## RECORDS FOR THE TASK
○ ○ ○ ○ ○ ○ ○
//! # Benchmark Runner Module
//!
//! Drives the external load generator (`memtier_benchmark`) against one
//! running server for one scenario and leaves a JSON report behind.
//!
//! ## Report naming
//!
//! Every run writes `<results_dir>/<target>_<label>.json`. The result
//! aggregator recovers the target and scenario from that name, so scenario
//! labels never contain an underscore.
//!
//! ## Failure handling
//!
//! The runner waits for the tool to exit; the run length is bounded by
//! `--test-time`. A spawn failure, a non-zero exit, or a missing report is a
//! [`HarnessError::BenchmarkInvocation`]. Whether that aborts the suite is
//! decided by the caller.

use crate::cli::{RunConfig, TlsCredentials};
use crate::error::{HarnessError, HarnessResult};
use crate::scenario::Scenario;
use crate::utils::format_duration;
use std::fs::File;
use std::path::{Path, PathBuf};
use std::process::Stdio;
use std::time::Instant;
use tokio::process::Command;
use tracing::{debug, info};

/// Key range used by every scenario.
pub const KEY_MINIMUM: u32 = 1;
pub const KEY_MAXIMUM: u32 = 100_000;

/// Percentiles requested from the load generator.
pub const PRINT_PERCENTILES: &str = "50,90,95,99,99.9";

/// Key access pattern for SET:GET.
const KEY_PATTERN: &str = "P:P";

/// Subdirectory receiving HDR histogram files when enabled.
pub const HDR_DIR: &str = "hdr";

/// Report path for one target/scenario pair.
pub fn report_path(results_dir: &Path, target: &str, scenario: &Scenario) -> PathBuf {
    results_dir.join(format!("{}_{}.json", target, scenario.label))
}

/// Load generator output log for one target/scenario pair.
///
/// Uses dashes only, so it can never be mistaken for a report.
pub fn output_log_path(results_dir: &Path, target: &str, scenario: &Scenario) -> PathBuf {
    results_dir.join(format!("{}-{}-memtier.log", target, scenario.label))
}

/// A fully built load generator command line.
#[derive(Clone, Debug, PartialEq, Eq)]
pub struct MemtierCommand {
    pub program: PathBuf,
    pub args: Vec<String>,
}

impl MemtierCommand {
    pub fn new(
        config: &RunConfig,
        target: &str,
        port: u16,
        scenario: &Scenario,
        report_path: &Path,
    ) -> Self {
        let mut args: Vec<String> = vec![
            "--server".into(),
            config.host.clone(),
            "--port".into(),
            port.to_string(),
            "--threads".into(),
            config.threads.to_string(),
            "--clients".into(),
            scenario.clients.to_string(),
            "--test-time".into(),
            config.test_time.as_secs().to_string(),
            "--data-size".into(),
            config.key_size.to_string(),
            "--key-pattern".into(),
            KEY_PATTERN.into(),
            "--key-minimum".into(),
            KEY_MINIMUM.to_string(),
            "--key-maximum".into(),
            KEY_MAXIMUM.to_string(),
            "--ratio".into(),
            scenario.ratio.clone(),
            "--print-percentiles".into(),
            PRINT_PERCENTILES.into(),
            "--hide-histogram".into(),
            "--json-out-file".into(),
            report_path.display().to_string(),
        ];

        if let Some(TlsCredentials { cert, key, ca }) = &config.tls {
            args.push("--tls".into());
            args.push("--cert".into());
            args.push(cert.display().to_string());
            args.push("--key".into());
            args.push(key.display().to_string());
            args.push("--cacert".into());
            args.push(ca.display().to_string());
        }

        if let Some(rate) = scenario.rate_limit {
            args.push("--rate-limit".into());
            args.push(rate.to_string());
        }

        if config.simulate_latency_ms > 0 {
            args.push("--latency".into());
            args.push(config.simulate_latency_ms.to_string());
        }

        if config.hdr_histograms {
            let prefix = config
                .results_dir
                .join(HDR_DIR)
                .join(format!("{}-{}", target, scenario.label));
            args.push("--hdr-file-prefix".into());
            args.push(prefix.display().to_string());
        }

        Self {
            program: config.memtier_bin.clone(),
            args,
        }
    }
}

impl std::fmt::Display for MemtierCommand {
    fn fmt(&self, f: &mut std::fmt::Formatter<'_>) -> std::fmt::Result {
        write!(f, "{}", self.program.display())?;
        for arg in &self.args {
            write!(f, " {}", arg)?;
        }
        Ok(())
    }
}

/// Runs scenarios against a live server.
pub struct BenchmarkRunner<'a> {
    config: &'a RunConfig,
}

impl<'a> BenchmarkRunner<'a> {
    pub fn new(config: &'a RunConfig) -> Self {
        Self { config }
    }

    /// Run `scenario` against `target` on `port`.
    ///
    /// Returns the path of the written report.
    pub async fn run(
        &self,
        target: &str,
        port: u16,
        scenario: &Scenario,
    ) -> HarnessResult<PathBuf> {
        let dir = &self.config.results_dir;
        let report = report_path(dir, target, scenario);
        let command = MemtierCommand::new(self.config, target, port, scenario, &report);

        if self.config.hdr_histograms {
            std::fs::create_dir_all(dir.join(HDR_DIR))?;
        }

        info!("Running {} against {}", scenario, target);
        debug!("Load generator command: {}", command);

        let invocation_error = |reason: String, status| HarnessError::BenchmarkInvocation {
            target: target.to_string(),
            scenario: scenario.label.clone(),
            reason,
            status,
        };

        let log = File::create(output_log_path(dir, target, scenario))?;
        let log_err = log.try_clone()?;

        let started = Instant::now();
        let status = Command::new(&command.program)
            .args(&command.args)
            .kill_on_drop(true)
            .stdin(Stdio::null())
            .stdout(Stdio::from(log))
            .stderr(Stdio::from(log_err))
            .status()
            .await
            .map_err(|e| {
                invocation_error(
                    format!("failed to run {}: {}", command.program.display(), e),
                    None,
                )
            })?;

        if !status.success() {
            return Err(invocation_error(format!("exited with {}", status), Some(status)));
        }
        if !report.exists() {
            return Err(invocation_error(
                format!("no report written to {}", report.display()),
                Some(status),
            ));
        }

        info!(
            "{} / {} finished in {}, report: {}",
            target,
            scenario.label,
            format_duration(started.elapsed()),
            report.display()
        );
        Ok(report)
    }
}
○ ○ ○ ○ ○ ○ ○
Above are the records; repeat exactly the lines from the one holding "use std::time::Instant;" down to the one holding "pub struct MemtierCommand", end lines included.

use std::time::Instant;
use tokio::process::Command;
use tracing::{debug, info};

/// Key range used by every scenario.
pub const KEY_MINIMUM: u32 = 1;
pub const KEY_MAXIMUM: u32 = 100_000;

/// Percentiles requested from the load generator.
pub const PRINT_PERCENTILES: &str = "50,90,95,99,99.9";

/// Key access pattern for SET:GET.
const KEY_PATTERN: &str = "P:P";

/// Subdirectory receiving HDR histogram files when enabled.
pub const HDR_DIR: &str = "hdr";

/// Report path for one target/scenario pair.
pub fn report_path(results_dir: &Path, target: &str, scenario: &Scenario) -> PathBuf {
    results_dir.join(format!("{}_{}.json", target, scenario.label))
}

/// Load generator output log for one target/scenario pair.
///
/// Uses dashes only, so it can never be mistaken for a report.
pub fn output_log_path(results_dir: &Path, target: &str, scenario: &Scenario) -> PathBuf {
    results_dir.join(format!("{}-{}-memtier.log", target, scenario.label))
}

/// A fully built load generator command line.
#[derive(Clone, Debug, PartialEq, Eq)]
pub struct MemtierCommand {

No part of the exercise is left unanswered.